Sunday, October 17, 2010

Check out Straight Wives on Facebook!

Dear Readers,
Check out Straight Wives Facebook Page for our Straight Wives Blog Talk Radio! Bonnie Kay and I will use this Facebook page to update everyone on upcoming guest on our Blog Talk Radio Show. We will also post interesting and helpful articles related to Straight Wife issues. http://www.facebook.com/#!/pages/StraightWives/104245412947895?v=wall

Sunday, October 10, 2010

Happy Thanksgiving to our Canadian Straight Wives


Wanting to send out a Happy Thanksgiving to my dear Straight Wife friends that live in Canada. May each of you have something very special to be Thankful for on this holiday weekend. Remember...you are LOVED and you are MAGNIFICENT. May your life be filled with Celebration and Thanksgiving throughout the whole year.

Love and many blessings,

Misti

Saturday, October 9, 2010

Seven Years Straight


Dear Readers,
I would like to give a warm welcome to our Straight Wife contributing writer, PJ. PJ is a Straight Wife that knows the heartache, pain and suffering that comes along with unknowingly marrying a gay man. PJ thank you for your honesty and helping other Straight Wife readers with your story.
Love and many blessings to all,
Misti


Seven years ago this month I was a bride in love, marrying the man of my dreams, and the wedding photos certainly convey images of happily ever after. I had taken my time to remarry, about twelve years because marriage was a sacred, holy vow and I knew this time it was forever. Besides, I had done a lot of self improvement work in the years following my divorce and felt I had my life together as a mature and wiser woman of 44. I was comfortable in my own skin and with living alone. I trusted that I had done the work to attract a loving, trusting relationship with a man who would love, honor and cherish me if that’s what I wanted for my life.


Only hours after exchanging those vows on a beautiful autumn day, I sensed a shift in my newly wedded husband. He wasn’t at all interested in having the reception party end or get to our honeymoon suite for our own private toast. I justified it because it was his first wedding, a 40 year old bachelor celebrating his long-awaited day; one that he had shared with so many friends as their best man throughout the years. (Besides, we’d been living together as a couple for the past year, so why not let him celebrate?) Eventually, in the early morning hours, he invited a few close friends to join us in our suite for yet another bottle of champagne. One friend in particular (whom I’d only met once before) continued to drink with my husband until it was clear he was unable to drive. To my astonishment, my husband asked me if the friend could sleep on the sofa in our suite. Of course I did! I tried to dismiss it with the fact that he also was drunk and not thinking clearly, but what I couldn’t dismiss was that I felt invisible and second to his friend. Fortunately, a couple intervened and took the friend to their home. We carried on with our wedding night, robotically, with the passion of the plastic bride and groom wedding cake topper. I never spoke of how uncomfortable I was on my wedding night with anyone. A couple of days later we left for our honeymoon in Paris. It would be the third night there, in the most romantic city in the world, before we would have sex again and the only time of the trip. I realize now it was just sex and never love-making. I convinced myself at the time it was, because to not, would have been unbearable. After all, HE was the man of my dreams, my soul mate for life. Surely the man of my dreams understood my desires, and wanted to fulfill them. Just as I wanted to fulfill his dreams as the wife he’d waited 40 years to marry. He just needed time and I just needed patience.

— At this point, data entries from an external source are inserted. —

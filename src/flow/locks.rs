//! Per-user serialization of updates.

use std::sync::Arc;

use dashmap::DashMap;
use tokio::sync::{Mutex, OwnedMutexGuard};

/// One async mutex per user id.
///
/// Held for the whole handling of an update so read-decide-write on the
/// user's state never interleaves.
#[derive(Debug, Default)]
pub struct UserLocks {
    locks: DashMap<i64, Arc<Mutex<()>>>,
}

impl UserLocks {
    pub fn new() -> Self {
        Self::default()
    }

    pub async fn lock(&self, user_id: i64) -> OwnedMutexGuard<()> {
        // Clone out of the map before awaiting; a DashMap guard must not be
        // held across an await point.
        let mutex = self
            .locks
            .entry(user_id)
            .or_insert_with(|| Arc::new(Mutex::new(())))
            .clone();
        mutex.lock_owned().await
    }

    /// Drop mutexes nobody is holding or waiting on.
    pub fn forget_idle(&self) {
        self.locks.retain(|_, mutex| Arc::strong_count(mutex) > 1);
    }

    #[cfg(test)]
    pub fn len(&self) -> usize {
        self.locks.len()
    }
}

Why would I always recall our wedding night with such a strange chill and sensation? Was my wedding night a blessing or curse because I was given insight so soon of things to come in this marriage? I have struggled with those questions for the past seven years. Only recently I’ve come to learn my marriage is almost a text book case of a gay husband in deep denial of his homosexuality. There has been no shortage of red flags waving while I’ve been maintaining a white picket fence around my own denial. The alcoholism, constant job changes, drama, defensiveness, entitlement, and the tactics to become either distant or create a fight rather than be intimate with me. But of course, this was either my imagination or my fault and there was no apology large enough to make it right.

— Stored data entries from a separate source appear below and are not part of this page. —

//! List management: creating lists, adding channels, the list views.

use anyhow::Result;
use teloxide::types::{ChatId, InlineKeyboardMarkup};
use tracing::{info, warn};

use super::engine::{FlowEngine, Notice};
use super::error::FlowError;
use super::keyboards;
use super::update::{IncomingCallback, IncomingMessage};
use crate::database::models::FlowState;
use crate::database::AddChannel;
use crate::utils::html_escape;

/// Longest accepted list name, in characters.
pub const MAX_LIST_NAME: usize = 255;

/// Outcome of validating a typed list name.
enum ListName<'a> {
    Valid(&'a str),
    Empty,
    TooLong,
}

fn validate_name(raw: &str) -> ListName<'_> {
    let name = raw.trim();
    if name.is_empty() {
        ListName::Empty
    } else if name.chars().count() > MAX_LIST_NAME {
        ListName::TooLong
    } else {
        ListName::Valid(name)
    }
}

impl FlowEngine {
    pub(super) async fn new_list(&self, chat_id: ChatId, user_id: i64, state: &FlowState) -> Result<()> {
        if let FlowState::AwaitingSendConfirmation { transmission_message_id } = state {
            self.discard_draft(user_id, *transmission_message_id).await?;
        }
        self.set_state(user_id, FlowState::AwaitingListName).await?;
        self.reply(
            chat_id,
            "📝 <b>Creating a new list...</b>\n\n\
             Please <b>send the name</b> for this transmission list (e.g. VIP Clients, Beta Partners).",
            Some(keyboards::cancel()),
        )
        .await
    }

    pub(super) async fn receive_list_name(&self, chat_id: ChatId, user_id: i64, text: &str) -> Result<()> {
        let name = match validate_name(text) {
            ListName::Valid(name) => name,
            ListName::Empty => {
                return self
                    .reply(chat_id, "The list name can't be empty. Please try again.", Some(keyboards::cancel()))
                    .await;
            }
            ListName::TooLong => {
                let text = format!("The list name can't be longer than {MAX_LIST_NAME} characters. Please try again.");
                return self.reply(chat_id, &text, Some(keyboards::cancel())).await;
            }
        };

        let list = self.lists.create_list(user_id, name).await?;
        info!(user_id, list_id = list.id, "List created");

        self.set_state(user_id, FlowState::AwaitingChannelMessage {
            current_list_id: list.id,
            created_in_flow: true,
        })
        .await?;

        let text = format!(
            "🎉 List <b>{}</b> created!\n\n\
             Now <b>forward a message</b> from each channel or group you want to add to this list.\n\n\
             When you're finished, send /done.",
            html_escape(&list.name)
        );
        self.reply(chat_id, &text, Some(keyboards::cancel())).await
    }

    pub(super) async fn receive_new_name(
        &self,
        chat_id: ChatId,
        user_id: i64,
        list_id: i64,
        text: &str,
    ) -> Result<()> {
        let name = match validate_name(text) {
            ListName::Valid(name) => name,
            ListName::Empty | ListName::TooLong => {
                let text = format!("Send a name between 1 and {MAX_LIST_NAME} characters.");
                return self.reply(chat_id, &text, Some(keyboards::cancel())).await;
            }
        };

        if self.lists.find_list(user_id, list_id).await?.is_none()
            || !self.lists.rename_list(list_id, name).await?
        {
            return Err(FlowError::ListNotFound(list_id).into());
        }
        info!(user_id, list_id, "List renamed");

        self.set_state(user_id, FlowState::Idle).await?;
        let text = format!("✏️ List renamed to <b>{}</b>.", html_escape(name));
        self.reply(chat_id, &text, Some(keyboards::new_list_and_commands())).await
    }

    /// A message arrived while channels are being added to `list_id`.
    pub(super) async fn receive_channel(&self, msg: &IncomingMessage, list_id: i64) -> Result<()> {
        let chat_id = msg.chat_id;
        let user_id = msg.from.user_id();

        if !msg.is_forward {
            return self
                .reply(
                    chat_id,
                    "Forward a message from the channel you want to add, or send /done to finish.",
                    Some(keyboards::done()),
                )
                .await;
        }

        let source = msg.forwarded_from.as_ref().ok_or(FlowError::MissingSourceChat)?;
        let new_channel = source.to_new_channel().ok_or(FlowError::MissingSourceChat)?;
        let display = html_escape(&source.display_name());

        if self.lists.find_list(user_id, list_id).await?.is_none() {
            return Err(FlowError::ListNotFound(list_id).into());
        }

        let rights = self.permissions.check_bot_permissions(source.id).await;
        if !rights.is_admin {
            let text = format!(
                "⚠️ <b>Couldn't add the channel: the bot is not an admin!</b>\n\n\
                 Make the bot an <b>administrator</b> of \"{display}\" so it can post there."
            );
            return self.reply(chat_id, &text, Some(keyboards::done())).await;
        }
        if !rights.can_post {
            let text = format!(
                "⚠️ <b>Couldn't add the channel: missing permission!</b>\n\n\
                 The bot is an admin of \"{display}\" but lacks the <b>Post Messages</b> right."
            );
            return self.reply(chat_id, &text, Some(keyboards::done())).await;
        }

        let duplicate = self.lists.channel_exists(list_id, source.id.0).await?
            || matches!(
                self.lists.add_channel(list_id, new_channel).await?,
                AddChannel::Duplicate
            );
        if duplicate {
            let text = format!("ℹ️ \"{display}\" is already in this list.");
            return self.reply(chat_id, &text, Some(keyboards::done())).await;
        }

        let count = self.lists.count_channels(list_id).await?;
        info!(user_id, list_id, chat_id = source.id.0, "Channel added to list");

        let text = format!(
            "➕ \"{display}\" added!\n\n\
             Channels in this list: <b>{count}</b>.\n\
             Forward more messages to add other channels, or send /done to finish."
        );
        self.reply(chat_id, &text, Some(keyboards::done())).await
    }

    pub(super) async fn finish_channels(&self, chat_id: ChatId, user_id: i64) -> Result<()> {
        self.set_state(user_id, FlowState::Idle).await?;
        self.reply(
            chat_id,
            "✅ Done adding channels! Your list is ready to use. Send /send to broadcast a message.",
            Some(keyboards::new_list()),
        )
        .await
    }

    /// Reset to idle, undoing whatever the current flow left half-done.
    /// The state is reset only after the cleanup succeeded.
    pub(super) async fn cancel(&self, chat_id: ChatId, user_id: i64, state: &FlowState) -> Result<()> {
        let text = match state {
            FlowState::AwaitingChannelMessage { current_list_id, created_in_flow: true } => {
                match self.lists.delete_list(*current_list_id).await? {
                    Some(list) => {
                        info!(user_id, list_id = list.id, "List deleted on cancel");
                        format!(
                            "❌ <b>Operation canceled!</b> The list <b>{}</b> and its channels were deleted.",
                            html_escape(&list.name)
                        )
                    }
                    None => "❌ <b>Operation canceled!</b>".to_string(),
                }
            }
            FlowState::AwaitingSendConfirmation { transmission_message_id } => {
                self.discard_draft(user_id, *transmission_message_id).await?;
                "❌ <b>Operation canceled!</b> Your message will not be sent.".to_string()
            }
            _ => "❌ <b>Operation canceled!</b>".to_string(),
        };

        self.set_state(user_id, FlowState::Idle).await?;
        self.reply(chat_id, &text, Some(keyboards::new_list())).await
    }

    pub(super) async fn lists_overview(&self, chat_id: ChatId, user_id: i64) -> Result<()> {
        let lists = self.lists.lists_for_owner(user_id).await?;
        if lists.is_empty() {
            return self
                .reply(
                    chat_id,
                    "⚠️ You don't have any transmission lists yet. Use /newlist to create your first one!",
                    Some(keyboards::new_list()),
                )
                .await;
        }

        let text = format!("📋 <b>Your lists</b> ({})\n\nTap a list to manage it.", lists.len());
        self.reply(chat_id, &text, Some(keyboards::lists_overview(&lists))).await
    }

    pub(super) async fn show_list(&self, cb: &IncomingCallback, list_id: i64) -> Result<Option<Notice>> {
        let user_id = cb.from.user_id();
        let Some(list) = self.lists.find_list(user_id, list_id).await? else {
            return Ok(Some(Notice::alert("❌ List not found.")));
        };

        let channels = self.lists.channels(list.id).await?;
        let text = if channels.is_empty() {
            format!(
                "📋 <b>{}</b>\n\nThis list has no channels yet. Use ➕ to add some.",
                html_escape(&list.name)
            )
        } else {
            format!(
                "📋 <b>{}</b>\n\nChannels: <b>{}</b>\nTap a channel to remove it from the list.",
                html_escape(&list.name),
                channels.len()
            )
        };

        self.show_in_place(cb, &text, Some(keyboards::list_view(list.id, &channels)))
            .await?;
        Ok(None)
    }

    /// Resume adding channels to an existing list.
    pub(super) async fn add_to_list(
        &self,
        chat_id: ChatId,
        user_id: i64,
        list_id: i64,
        state: &FlowState,
    ) -> Result<Option<Notice>> {
        let Some(list) = self.lists.find_list(user_id, list_id).await? else {
            return Ok(Some(Notice::alert("❌ List not found.")));
        };
        if let FlowState::AwaitingSendConfirmation { transmission_message_id } = state {
            self.discard_draft(user_id, *transmission_message_id).await?;
        }

        self.set_state(user_id, FlowState::AwaitingChannelMessage {
            current_list_id: list.id,
            created_in_flow: false,
        })
        .await?;

        let text = format!(
            "➕ Adding channels to <b>{}</b>.\n\n\
             <b>Forward a message</b> from each channel or group you want to add, then send /done.",
            html_escape(&list.name)
        );
        self.reply(chat_id, &text, Some(keyboards::done())).await?;
        Ok(None)
    }

    pub(super) async fn start_rename(
        &self,
        chat_id: ChatId,
        user_id: i64,
        list_id: i64,
        state: &FlowState,
    ) -> Result<Option<Notice>> {
        let Some(list) = self.lists.find_list(user_id, list_id).await? else {
            return Ok(Some(Notice::alert("❌ List not found.")));
        };
        if let FlowState::AwaitingSendConfirmation { transmission_message_id } = state {
            self.discard_draft(user_id, *transmission_message_id).await?;
        }

        self.set_state(user_id, FlowState::AwaitingListNameRename { list_id: list.id })
            .await?;

        let text = format!("✏️ Send the new name for <b>{}</b>.", html_escape(&list.name));
        self.reply(chat_id, &text, Some(keyboards::cancel())).await?;
        Ok(None)
    }

    pub(super) async fn delete_list(
        &self,
        cb: &IncomingCallback,
        list_id: i64,
        state: &FlowState,
    ) -> Result<Option<Notice>> {
        let user_id = cb.from.user_id();
        if self.lists.find_list(user_id, list_id).await?.is_none() {
            return Ok(Some(Notice::alert("❌ List not found.")));
        }

        let Some(list) = self.lists.delete_list(list_id).await? else {
            return Ok(Some(Notice::alert("❌ List not found.")));
        };
        info!(user_id, list_id, "List deleted");

        let refers_to_list = match state {
            FlowState::AwaitingChannelMessage { current_list_id, .. } => *current_list_id == list_id,
            FlowState::AwaitingListNameRename { list_id: id } => *id == list_id,
            FlowState::AwaitingMessageForSend { transmission_list_id } => *transmission_list_id == list_id,
            _ => false,
        };
        if refers_to_list {
            self.set_state(user_id, FlowState::Idle).await?;
        }

        let text = format!("🗑 List <b>{}</b> and its channels were deleted.", html_escape(&list.name));
        self.show_in_place(cb, &text, Some(keyboards::new_list())).await?;
        Ok(None)
    }

    pub(super) async fn delete_channel(&self, cb: &IncomingCallback, channel_id: i64) -> Result<Option<Notice>> {
        let user_id = cb.from.user_id();
        let Some(channel) = self.lists.find_channel(channel_id).await? else {
            return Ok(Some(Notice::alert("❌ Channel not found.")));
        };
        // Only the list owner may edit it.
        if self
            .lists
            .find_list(user_id, channel.transmission_list_id)
            .await?
            .is_none()
        {
            return Ok(Some(Notice::alert("❌ Channel not found.")));
        }

        self.lists.delete_channel(channel.id).await?;
        info!(
            user_id,
            list_id = channel.transmission_list_id,
            chat_id = channel.chat_id,
            "Channel removed from list"
        );

        self.show_list(cb, channel.transmission_list_id).await
    }

    pub(super) async fn close_keyboard(&self, cb: &IncomingCallback) -> Result<()> {
        if let (Some(chat_id), Some(message_id)) = (cb.chat_id, cb.message_id) {
            self.api.edit_reply_markup(chat_id, message_id, None).await?;
        }
        Ok(())
    }

    /// Edit the message carrying the pressed keyboard, or send a new one when
    /// it is no longer accessible.
    pub(super) async fn show_in_place(
        &self,
        cb: &IncomingCallback,
        text: &str,
        keyboard: Option<InlineKeyboardMarkup>,
    ) -> Result<()> {
        match (cb.chat_id, cb.message_id) {
            (Some(chat_id), Some(message_id)) => {
                if let Err(e) = self
                    .api
                    .edit_message_text(chat_id, message_id, text, keyboard.clone())
                    .await
                {
                    warn!("Failed to edit message {} in chat {}: {}", message_id.0, chat_id, e);
                    self.reply(chat_id, text, keyboard).await?;
                }
                Ok(())
            }
            _ => self.reply(cb.reply_chat(), text, keyboard).await,
        }
    }
}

In my search for truth and honesty about our marriage, I have to acknowledge plenty of good times together. My husband can be incredibly funny and charming. There have tender and kind moments from the same man who is a mean alcoholic and narcissist. Were those times that felt so genuine and real just a big lie? Were they the accessories to the package deal sold to me during the two years before the walk down the isle of denial? All my spiritual teachings emphasize focusing on the good that is present in everyone to create more good. Perfect reasoning to ignore the bad behavior of the man I no longer recognized as the one I fell in love with. It seemed that the more I focused on his good qualities and worthiness, the angrier he became. He drank more and became even more distant. It defied all that made sense in a loving and intimate relationship between a man and woman. I felt like I was like trying to change the order of the seasons just to co-exist. Forced to my knees countless times, I have prayed for an absolute, conclusive event exposing his lie so we could just have one big fight and end what should have never began. I’ve wanted a fast marital death, not years on life support.
I do have reason to celebrate my seven year anniversary; if for no other reason than to be grateful for the truth and my decision to accept it even if my gay husband cannot. I realize there’s plenty of pain to go along with it, but I get to choose the length of suffering. I’ve earned that right. A close friend of mine, who has experienced a good deal of her own pain, has a saying when she thinks she is feeling sorry for herself. She’ll jokingly say “I guess I should get down off this cross so someone else can use the wood”. It makes me laugh every time. I have no doubt I’ll climb onto my own cross often while I grieve over my marriage or the illusion of one. And I will let myself, for however long it takes, until it’s no longer mine to climb or carry.
PJ -
A Straight Wife

Tuesday, September 28, 2010

Terry McMillan on the Oprah Show

If you are a Straight Wife I hope you were able to watch the Oprah show today. I am grateful that some light was shed for Straight Wives who have unknowingly married Gay men. Having experienced this personally and supporting women professionally as a life coach/therapist, this is a very REAL problem that lacks awareness. It is not an issue of being homophobic. The issues arise from a deep sense of betrayal. It is a betrayal that creates what I call a Soul Wound. It shakes the foundation and core of WHO and HOW you define (ed) yourself. There is limited support for Straight Wives. I hope this brings more awareness and support opportunities for Straight Wives. Thank you Terry McMillan for being so honest and open about being a Straight Wife!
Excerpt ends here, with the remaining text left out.